Quarante-huit ans plus tôt, Peter Higgs publiait un article qui postulait, pour la première fois, l’existence de la particule qui porte son nom, peu après que Robert Brout et François Englert aient proposé un nouveau mécanisme supposé donner leur masse à des particules élémentaires, les bosons. Plus de 30 ans s’étaient écoulés depuis la conception du LHC et une vingtaine d’années depuis la création des collaborations ATLAS et CMS. Des années d’attente, mais à peine plus d’un an pour que l’Académie des sciences de Suède décerne le prix Nobel de physique 2013 à François Englert et Peter Higgs.

Pour Peter Higgs, la découverte du boson de Higgs marquait la fin d’un voyage extraordinaire. Pour la physique des particules, c’était le début d’une nouvelle aventure.

 
Displays of candidate VHcc events
These images depict candidate events from a direct search for the standard model Higgs boson produced in association with a Z boson and decaying to a charm quark pair. The Z boson decays into either an electron and positron pair or into a muon and anti-muon pair. (Image: CERN)

 

 

 

 

 

 

 

 

 

« Le » boson de Higgs ou « un » boson de type Higgs ?

« Quand on trouve quelque chose de nouveau, il faut comprendre exactement ce que c’est », observe Giacinto Piacquadio, l’un des coordinateurs du groupe Higgs de la collaboration ATLAS.
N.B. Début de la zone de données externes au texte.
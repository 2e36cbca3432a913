//! Read-only views of the dashboard's fertigation records.
//!
//! Field names follow this crate; the aliases accept the column names used
//! by the dashboard's database so exported rows load unchanged.

use serde::{Deserialize, Serialize};
use std::fmt;

#[derive(Debug, Clone, Copy, PartialEq, Eq, Default, Serialize, Deserialize)]
pub enum IrrigationType {
    /// Plain water
    #[default]
    #[serde(rename = "air")]
    Water,
    /// Water with nutrient dosing
    #[serde(rename = "air_nutrisi")]
    WaterNutrient,
}

impl fmt::Display for IrrigationType {
    fn fmt(&self, f: &mut fmt::Formatter<'_>) -> fmt::Result {
        match self {
            IrrigationType::Water => f.write_str("air"),
            IrrigationType::WaterNutrient => f.write_str("air_nutrisi"),
        }
    }
}

#[derive(Debug, Clone, PartialEq, Serialize, Deserialize)]
pub struct PlantingPhase {
    pub id: String,
    #[serde(alias = "nama_fase_tanam")]
    pub name: String,
    /// Litres per day
    #[serde(default, alias = "kebutuhan_air")]
    pub water_requirement: Option<f64>,
    /// mS/cm
    #[serde(default)]
    pub target_ec: Option<f64>,
    #[serde(default, alias = "jenis_irigasi")]
    pub irrigation_type: IrrigationType,
}

#[derive(Debug, Clone, PartialEq, Serialize, Deserialize)]
pub struct FertigationLand {
    pub id: String,
    pub name: String,
    #[serde(default)]
    pub current_phase_id: Option<String>,
    #[serde(default = "default_true")]
    pub is_active: bool,
}

#[derive(Debug, Clone, PartialEq, Serialize, Deserialize)]
pub struct IrrigationSchedule {
    pub id: String,
    #[serde(default)]
    pub land_id: Option<String>,
    #[serde(default)]
    pub phase_id: Option<String>,
    /// `HH:MM`
    pub time: String,
    #[serde(default = "default_true")]
    pub is_active: bool,
}

fn default_true() -> bool {
    true
}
Cette compréhension s’acquiert progressivement, au fil du temps. Revenons à ce mois de juillet 2012. Les scientifiques, ne voulant pas trop s’avancer, ne donnèrent pas tout de suite à la nouvelle particule le nom de « boson de Higgs », et osèrent encore moins la décrire comme étant le boson de Higgs prédit par le Modèle standard de la physique des particules. En effet, alors que, pour les théories les plus simples, un unique boson de Higgs suffisait, certaines théories au-delà du Modèle standard prédisaient qu’il pouvait y avoir jusqu’à cinq types de boson impliqués dans le mécanisme d’acquisition de la masse. C’est pourquoi durant les premiers mois qui suivirent la découverte, on parla d’une particule « de type » Higgs, une manière raccourcie de dire « particule qui semble se comporter comme le boson de Higgs prédit par le Modèle standard, mais il nous faut plus de données pour pouvoir en être certains ».
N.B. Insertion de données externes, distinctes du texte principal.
//! Connection-status observers.
//!
//! Registration hands back a [`ListenerHandle`] carrying a stable id; removal
//! goes through that id, never through closure identity. Notification order
//! is registration order and duplicates are allowed.

use std::panic::{self, AssertUnwindSafe};
use std::sync::{Arc, Mutex, PoisonError, Weak};

use tracing::{debug, error};

pub type Listener = Arc<dyn Fn(bool) + Send + Sync>;

#[derive(Debug, Clone, Copy, PartialEq, Eq, Hash, PartialOrd, Ord)]
pub struct ListenerId(u64);

#[derive(Default)]
pub struct ListenerRegistry {
    next_id: u64,
    entries: Vec<(ListenerId, Listener)>,
}

impl ListenerRegistry {
    pub fn add(&mut self, listener: Listener) -> ListenerId {
        let id = ListenerId(self.next_id);
        self.next_id += 1;
        self.entries.push((id, listener));
        id
    }

    pub fn remove(&mut self, id: ListenerId) -> bool {
        let before = self.entries.len();
        self.entries.retain(|(entry, _)| *entry != id);
        before != self.entries.len()
    }

    pub fn len(&self) -> usize {
        self.entries.len()
    }

    pub fn is_empty(&self) -> bool {
        self.entries.is_empty()
    }

    /// Listeners in notification order, cloned so they can run unlocked.
    pub fn snapshot(&self) -> Vec<Listener> {
        self.entries
            .iter()
            .map(|(_, listener)| listener.clone())
            .collect()
    }
}

pub(crate) type SharedRegistry = Arc<Mutex<ListenerRegistry>>;

/// Returned by `on_connection_change`; call [`unsubscribe`](Self::unsubscribe)
/// to stop receiving notifications.
#[derive(Debug, Clone)]
pub struct ListenerHandle {
    id: ListenerId,
    registry: Weak<Mutex<ListenerRegistry>>,
}

impl ListenerHandle {
    pub(crate) fn new(id: ListenerId, registry: &SharedRegistry) -> Self {
        Self {
            id,
            registry: Arc::downgrade(registry),
        }
    }

    pub fn id(&self) -> ListenerId {
        self.id
    }

    /// Removes the listener. Returns `false` if it was already gone.
    pub fn unsubscribe(&self) -> bool {
        match self.registry.upgrade() {
            Some(registry) => registry
                .lock()
                .unwrap_or_else(PoisonError::into_inner)
                .remove(self.id),
            None => false,
        }
    }
}

/// Calls each listener in order; a panicking listener does not stop the rest.
pub fn notify_all(listeners: &[Listener], connected: bool) {
    debug!("Notifying {} listener(s): connected={}", listeners.len(), connected);
    for listener in listeners {
        if panic::catch_unwind(AssertUnwindSafe(|| listener(connected))).is_err() {
            error!("Connection listener panicked");
        }
    }
}

#[cfg(test)]
mod tests {
    use super::*;

    #[test]
    fn notifies_in_registration_order() {
        let order = Arc::new(Mutex::new(Vec::new()));
        let mut registry = ListenerRegistry::default();
        for tag in ["a", "b", "c"] {
            let order = order.clone();
            registry.add(Arc::new(move |connected: bool| {
                order.lock().unwrap().push((tag, connected));
            }));
        }

        notify_all(&registry.snapshot(), true);

        assert_eq!(
            *order.lock().unwrap(),
            vec![("a", true), ("b", true), ("c", true)]
        );
    }

    #[test]
    fn handles_remove_only_their_own_entry() {
        let registry: SharedRegistry = Arc::new(Mutex::new(ListenerRegistry::default()));
        let listener: Listener = Arc::new(|_: bool| {});
        let first = {
            let mut guard = registry.lock().unwrap();
            ListenerHandle::new(guard.add(listener.clone()), &registry)
        };
        let second = {
            let mut guard = registry.lock().unwrap();
            ListenerHandle::new(guard.add(listener), &registry)
        };
        assert_ne!(first.id(), second.id());

        assert!(first.unsubscribe());
        assert!(!first.unsubscribe());
        assert_eq!(registry.lock().unwrap().len(), 1);
        assert!(second.unsubscribe());
        assert!(registry.lock().unwrap().is_empty());

        drop(registry);
        assert!(!first.unsubscribe());
    }

    #[test]
    fn panicking_listener_does_not_block_others() {
        let hits = Arc::new(Mutex::new(0));
        let counter = hits.clone();
        let listeners: Vec<Listener> = vec![
            Arc::new(|_: bool| panic!("listener bug")),
            Arc::new(move |_: bool| *counter.lock().unwrap() += 1),
        ];

        notify_all(&listeners, false);

        assert_eq!(*hits.lock().unwrap(), 1);
    }
}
L’identification de deux propriétés quantiques de la particule – le spin et la parité – vinrent conforter l’interprétation du Modèle standard. Le spin est l’orientation spatiale intrinsèque d’une particule, alors que la parité se réfère au fait que les propriétés de la particule restent ou non identiques lorsque que certaines de ses coordonnées spatiales sont inversées – comme si l’on comparait une particule avec son image miroir. Selon le Modèle standard, le boson de Higgs a un spin nul et une parité paire. Au moment de la découverte, le fait que le boson de Higgs se soit transformé en photons signifiait que, contrairement aux autres bosons élémentaires connus, son spin ne pouvait être égal à 1. Les photons ayant eux-mêmes un spin égal à 1, une particule se transformant en deux photons aurait un spin nul (les deux spins du photon s’annulant) ou égal à 2 (si les deux spins s’ajoutent).

ATLAS Higgs spin/parity plot
Différences entre les scénarios théoriques de parité positive et négative (lignes continue et en pointillé respectivement) pour une particule de spin nul. Les données ne montrent aucun indice en faveur du scénario à parité négative (Image : ATLAS/CERN)

En science, on ne peut jamais affirmer que quelque chose est sûr à 100 %, mais on peut exclure ce qui est improbable. Parce que des particules ayant un spin égal à 2 ou des particules de spin nul et de parité impaire laisseraient dans les détecteurs ATLAS et CMS des signatures légèrement différentes de celle des particules de spin nul et de parité paire qu’ils recherchaient, les scientifiques ont pu exclure cette possibilité en étudiant un très grand nombre de collisions supplémentaires, dans lesquelles ils n’ont trouvé aucun indice en ce sens. « Nous avons dû analyser deux fois et demie plus de données avant de pouvoir arrêter de dire  « de type Higgs » », ajoute Giacinto Piacquadio. À partir de mars 2013, les scientifiques ont donc pu sans état d’âme appeler la particule « boson de Higgs », tout simplement.

Le bon créneau

Le boson de Higgs était la dernière pièce manquante du Modèle standard. C’est la valeur de sa masse qui allait déterminer comment il pourrait être observé. Il s’avéra que 125 gigaélectronvolts (GeV) étaient pile le niveau d’énergie qui rendait possible l’étude de la particule au Grand collisionneur de hadrons.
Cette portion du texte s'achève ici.